One can decompose a rotation in three dimensions into three successive rotations about axes that are anatomically defined. This is in contrast to the helical approach, in which a single rotation is done about an axis that is not anatomically defined. When using Euler angles, we must define axes and choose the order of rotations. The order of rotation matters. The order dependence can be understood mathematically as a result of the fact the is not commutative: if A and B are matrices, it is generally true that AB≠BA. The order dependence can be understood physically as meaning that, for example, 45° flexion followed by 45° abduction (about the rotated ab/adduction axis) will result in a different segment orientation than 45° abduction followed by 45° flexion (about the rotated flexion/extension axis). The angles of rotation are called Euler angles. We choose to use matrices that represent rotating the coordinate system while leaving the points in place: the rotation-of-coordinate-system matrices. We choose this even though it may be easier to visualize the action of rotation-of-points, which moves the segment itself. To recapitulate the reason, which was also described above: if we do successive rotations of points, each successive rotation is about the original coordinate axes, since points are always expressed in the original coordinate system. This means that the combined rotation matrix RpointsXYZ = RpointsZRpointsYRpointsX, for example, represents rotation about proximal X, then proximal Y, then proximal Z. That’s not what we want. We want to rotate about X (which is the same for proximal and distal segments initially), then about Y’= distal segment Y, then about Z”=twice-rotated distal segment Z. For this reason, we must use rotation-of-coordinate-system matrices.
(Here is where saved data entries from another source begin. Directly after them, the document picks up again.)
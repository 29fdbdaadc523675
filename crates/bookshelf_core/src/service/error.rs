//! Service-level error taxonomy.

use crate::model::account::{IdentityId, Permission, Role};
use crate::model::validation::ValidationError;
use crate::repo::{EntityKind, IntegrityViolation, RepoError};
use serde::Serialize;
use std::error::Error;
use std::fmt::{Display, Formatter};
use uuid::Uuid;

pub type ServiceResult<T> = Result<T, ServiceError>;

/// Name lookup that matched more than one record.
#[derive(Debug, Clone, PartialEq, Eq, Serialize)]
pub struct AmbiguousMatch {
    pub kind: EntityKind,
    pub key: String,
    pub candidates: usize,
    /// Earliest-inserted candidate, used when the caller accepts first match.
    pub chosen: Uuid,
}

impl Display for AmbiguousMatch {
    fn fmt(&self, f: &mut Formatter<'_>) -> std::fmt::Result {
        write!(
            f,
            "{} name `{}` matches {} records; using first match {}",
            self.kind, self.key, self.candidates, self.chosen
        )
    }
}

/// Access requirement an identity failed to meet.
#[derive(Debug, Clone, Copy, PartialEq, Eq)]
pub enum Requirement {
    Role(Role),
    Permission(Permission),
}

impl Display for Requirement {
    fn fmt(&self, f: &mut Formatter<'_>) -> std::fmt::Result {
        match self {
            Self::Role(role) => write!(f, "role `{role}`"),
            Self::Permission(permission) => write!(f, "permission `{permission}`"),
        }
    }
}

/// Caller-facing error for service operations. Every variant is recoverable.
#[derive(Debug)]
pub enum ServiceError {
    NotFound {
        kind: EntityKind,
        key: String,
    },
    AmbiguousMatch(AmbiguousMatch),
    Integrity(IntegrityViolation),
    PermissionDenied {
        identity: IdentityId,
        requirement: Requirement,
    },
    AuthenticationRequired,
    Validation(ValidationError),
    Repo(RepoError),
}

impl ServiceError {
    pub(crate) fn not_found(kind: EntityKind, key: impl Display) -> Self {
        Self::NotFound {
            kind,
            key: key.to_string(),
        }
    }
}

impl Display for ServiceError {
    fn fmt(&self, f: &mut Formatter<'_>) -> std::fmt::Result {
        match self {
            Self::NotFound { kind, key } => write!(f, "{kind} not found: {key}"),
            Self::AmbiguousMatch(details) => write!(f, "ambiguous match: {details}"),
            Self::Integrity(err) => write!(f, "integrity violation: {err}"),
            Self::PermissionDenied {
                identity,
                requirement,
            } => write!(f, "identity {identity} lacks {requirement}"),
            Self::AuthenticationRequired => write!(f, "authentication required"),
            Self::Validation(err) => write!(f, "{err}"),
            Self::Repo(err) => write!(f, "{err}"),
        }
    }
}

impl Error for ServiceError {
    fn source(&self) -> Option<&(dyn Error + 'static)> {
        match self {
            Self::Integrity(err) => Some(err),
            Self::Validation(err) => Some(err),
            Self::Repo(err) => Some(err),
            _ => None,
        }
    }
}

impl From<RepoError> for ServiceError {
    fn from(value: RepoError) -> Self {
        match value {
            RepoError::NotFound { kind, key } => Self::NotFound { kind, key },
            RepoError::Integrity(violation) => Self::Integrity(violation),
            RepoError::Validation(err) => Self::Validation(err),
            other => Self::Repo(other),
        }
    }
}

impl From<ValidationError> for ServiceError {
    fn from(value: ValidationError) -> Self {
        Self::Validation(value)
    }
}
//! Process logging bootstrap.
//!
//! # Responsibility
//! - Start rolling file logs exactly once per process.
//! - Capture panics as sanitized log events.
//!
//! # Invariants
//! - Initialization is idempotent for the same level and directory.
//! - Re-initialization with a different level or directory is rejected.
//! - Initialization never panics.
//! - Core log lines carry metadata only (`event=... module=... status=...`),
//!   never usernames, emails or titles.

use flexi_logger::{
    Cleanup, Criterion, Duplicate, FileSpec, Logger, LoggerHandle, Naming, WriteMode,
};
use log::{error, info};
use once_cell::sync::OnceCell;
use std::error::Error;
use std::fmt::{Display, Formatter};
use std::path::{Path, PathBuf};

const LOG_FILE_BASENAME: &str = "bookshelf";
const MAX_LOG_FILE_SIZE_BYTES: u64 = 10 * 1024 * 1024;
const MAX_LOG_FILES: usize = 5;
const MAX_PANIC_PAYLOAD_CHARS: usize = 160;

static LOGGING_STATE: OnceCell<LoggingState> = OnceCell::new();
static PANIC_HOOK_INSTALLED: OnceCell<()> = OnceCell::new();

struct LoggingState {
    level: &'static str,
    log_dir: PathBuf,
    _logger: LoggerHandle,
}

/// Logging bootstrap failure.
#[derive(Debug)]
pub enum LoggingError {
    UnsupportedLevel(String),
    RelativeLogDir(PathBuf),
    CreateDir { dir: PathBuf, source: std::io::Error },
    Backend(String),
    /// Logging is already running with another level or directory.
    Conflict { active: String, requested: String },
}

impl Display for LoggingError {
    fn fmt(&self, f: &mut Formatter<'_>) -> std::fmt::Result {
        match self {
            Self::UnsupportedLevel(level) => write!(
                f,
                "unsupported log level `{level}`; expected trace|debug|info|warn|error"
            ),
            Self::RelativeLogDir(dir) => write!(
                f,
                "log_dir must be an absolute path, got `{}`",
                dir.display()
            ),
            Self::CreateDir { dir, source } => write!(
                f,
                "failed to create log directory `{}`: {source}",
                dir.display()
            ),
            Self::Backend(message) => write!(f, "failed to start logger: {message}"),
            Self::Conflict { active, requested } => write!(
                f,
                "logging already initialized with `{active}`; refusing to switch to `{requested}`"
            ),
        }
    }
}

impl Error for LoggingError {
    fn source(&self) -> Option<&(dyn Error + 'static)> {
        match self {
            Self::CreateDir { source, .. } => Some(source),
            _ => None,
        }
    }
}

/// Starts file logging under `log_dir` at `level`.
///
/// Warnings and errors are also written to stderr.
///
/// # Errors
/// - `UnsupportedLevel` / `RelativeLogDir` for bad arguments.
/// - `Conflict` when logging already runs with another configuration.
/// - `CreateDir` / `Backend` when the backend cannot start.
pub fn init_logging(level: &str, log_dir: &Path) -> Result<(), LoggingError> {
    let level = normalize_level(level)?;
    if !log_dir.is_absolute() {
        return Err(LoggingError::RelativeLogDir(log_dir.to_path_buf()));
    }

    let state = LOGGING_STATE.get_or_try_init(|| start_logger(level, log_dir))?;
    if state.log_dir != log_dir {
        return Err(LoggingError::Conflict {
            active: state.log_dir.display().to_string(),
            requested: log_dir.display().to_string(),
        });
    }
    if state.level != level {
        return Err(LoggingError::Conflict {
            active: state.level.to_string(),
            requested: level.to_string(),
        });
    }
    Ok(())
}

/// Active `(level, log_dir)`, or `None` before `init_logging`.
pub fn logging_status() -> Option<(&'static str, PathBuf)> {
    LOGGING_STATE
        .get()
        .map(|state| (state.level, state.log_dir.clone()))
}

/// `debug` for debug builds, `info` for release builds.
pub fn default_log_level() -> &'static str {
    if cfg!(debug_assertions) {
        "debug"
    } else {
        "info"
    }
}

pub(crate) fn normalize_level(level: &str) -> Result<&'static str, LoggingError> {
    match level.trim().to_ascii_lowercase().as_str() {
        "trace" => Ok("trace"),
        "debug" => Ok("debug"),
        "info" => Ok("info"),
        "warn" | "warning" => Ok("warn"),
        "error" => Ok("error"),
        _ => Err(LoggingError::UnsupportedLevel(level.trim().to_string())),
    }
}

fn start_logger(level: &'static str, log_dir: &Path) -> Result<LoggingState, LoggingError> {
    std::fs::create_dir_all(log_dir).map_err(|source| LoggingError::CreateDir {
        dir: log_dir.to_path_buf(),
        source,
    })?;

    let logger = Logger::try_with_str(level)
        .map_err(|err| LoggingError::Backend(err.to_string()))?
        .log_to_file(
            FileSpec::default()
                .directory(log_dir)
                .basename(LOG_FILE_BASENAME),
        )
        .rotate(
            Criterion::Size(MAX_LOG_FILE_SIZE_BYTES),
            Naming::Numbers,
            Cleanup::KeepLogFiles(MAX_LOG_FILES),
        )
        .duplicate_to_stderr(Duplicate::Warn)
        .write_mode(WriteMode::BufferAndFlush)
        .append()
        .format_for_files(flexi_logger::detailed_format)
        .start()
        .map_err(|err| LoggingError::Backend(err.to_string()))?;

    install_panic_hook_once();

    info!(
        "event=app_start module=core status=ok platform={} version={}",
        std::env::consts::OS,
        env!("CARGO_PKG_VERSION")
    );
    info!(
        "event=logging_init module=core status=ok level={} log_dir={}",
        level,
        log_dir.display()
    );

    Ok(LoggingState {
        level,
        log_dir: log_dir.to_path_buf(),
        _logger: logger,
    })
}

fn install_panic_hook_once() {
    if PANIC_HOOK_INSTALLED.set(()).is_err() {
        return;
    }

    let previous_hook = std::panic::take_hook();
    std::panic::set_hook(Box::new(move |panic_info| {
        let location = panic_info
            .location()
            .map(|loc| format!("{}:{}", loc.file(), loc.line()))
            .unwrap_or_else(|| "unknown".to_string());
        let payload = if let Some(message) = panic_info.payload().downcast_ref::<&str>() {
            (*message).to_string()
        } else if let Some(message) = panic_info.payload().downcast_ref::<String>() {
            message.clone()
        } else {
            "non-string panic payload".to_string()
        };
        error!(
            "event=panic_captured module=core status=error location={} payload={}",
            location,
            sanitize_message(&payload, MAX_PANIC_PAYLOAD_CHARS)
        );
        previous_hook(panic_info);
    }));
}

/// Single-line, length-capped copy of `value`.
fn sanitize_message(value: &str, max_chars: usize) -> String {
    let normalized = value.replace(['\n', '\r'], " ");
    let mut truncated = normalized.chars().take(max_chars).collect::<String>();
    if normalized.chars().count() > max_chars {
        truncated.push_str("...");
    }
    truncated
}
There are two kinds of rotation sequences that can be used to account for any rotation in three dimensions: Euler sequences and Cardan sequences. Euler sequences use a shared axis in the aligned proximal and distal segments for the first rotation, then an axis in the distal segment, which has been rotated by the first rotation, for the second rotation, and finally, the same distal segment axis that was used for the first rotation is used again for the final rotation – but due to the first two rotations, this axis now points in a different direction than it did initially. An example of such a sequence is X-Y’-X’, or simply X-Y-X. This sequence indicates a rotation about X, followed by a rotation about the rotated Y axis (called Y’ to indicate that it moved during the first rotation), and then about the rotated X axis (denoted X’). There are six possible Euler sequences: X-Y-X, X-Z-X, Y-X-Y, Y-Z-Y, Z-X-Z, Z-Y-Z. Euler sequence rotations can not be accomplished with rotation-of-points. If one attempts to do so, one finds that the first and final rotation axes are the same, and thus there are really only two independent axes of rotation. A rotation sequence with two pre-defined axes is not sufficiently general to account for most rotations in three dimensions.

The second type of rotation sequence is called a Cardan sequence. A Cardan sequence involves rotation about three different axes. The first one is shared between proximal and distal segment, since they are presumed to be aligned initially. The second and third rotations are about the other two orthogonal axes, which are fixed in the distal segment. Because they are fixed in the distal segment, they move with each rotation. An example of a Cardan sequence is X-Y’-Z”, or simply X-Y-Z, denoting an initial rotation about the X axis, then about the rotated Y-axis in the distal segment (denoted Y’), and finally about the twice-rotated Z-axis (Z”) of the distal segment. There are six possible Cardan sequences: X-Y-Z, X-Z-Y, Y-X-Z, Y-Z-X, Z-X-Y, Z-Y-X.

With either kind of sequence, the rotation can be represented by multiplying three rotation matrices.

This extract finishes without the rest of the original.